» Work instruction
Return each line of the records below in which the string "broadcast" turns up.

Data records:
##########

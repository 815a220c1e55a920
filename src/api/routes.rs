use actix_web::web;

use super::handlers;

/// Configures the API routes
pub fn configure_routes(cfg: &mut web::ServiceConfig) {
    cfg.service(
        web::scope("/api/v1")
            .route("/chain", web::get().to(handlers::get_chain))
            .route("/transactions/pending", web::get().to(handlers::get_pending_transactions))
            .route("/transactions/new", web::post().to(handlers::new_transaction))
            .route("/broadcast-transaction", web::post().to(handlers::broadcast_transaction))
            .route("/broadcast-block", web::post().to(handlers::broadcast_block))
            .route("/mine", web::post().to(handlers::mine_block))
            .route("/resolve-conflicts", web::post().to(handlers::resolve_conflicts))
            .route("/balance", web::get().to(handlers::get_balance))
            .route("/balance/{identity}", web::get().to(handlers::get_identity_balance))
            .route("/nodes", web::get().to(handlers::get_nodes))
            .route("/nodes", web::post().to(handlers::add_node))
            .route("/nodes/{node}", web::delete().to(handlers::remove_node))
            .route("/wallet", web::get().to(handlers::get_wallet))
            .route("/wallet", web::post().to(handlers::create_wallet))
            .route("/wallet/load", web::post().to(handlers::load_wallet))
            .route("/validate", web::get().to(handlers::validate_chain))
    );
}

##########

» Final answer
            .route("/broadcast-transaction", web::post().to(handlers::broadcast_transaction))
            .route("/broadcast-block", web::post().to(handlers::broadcast_block))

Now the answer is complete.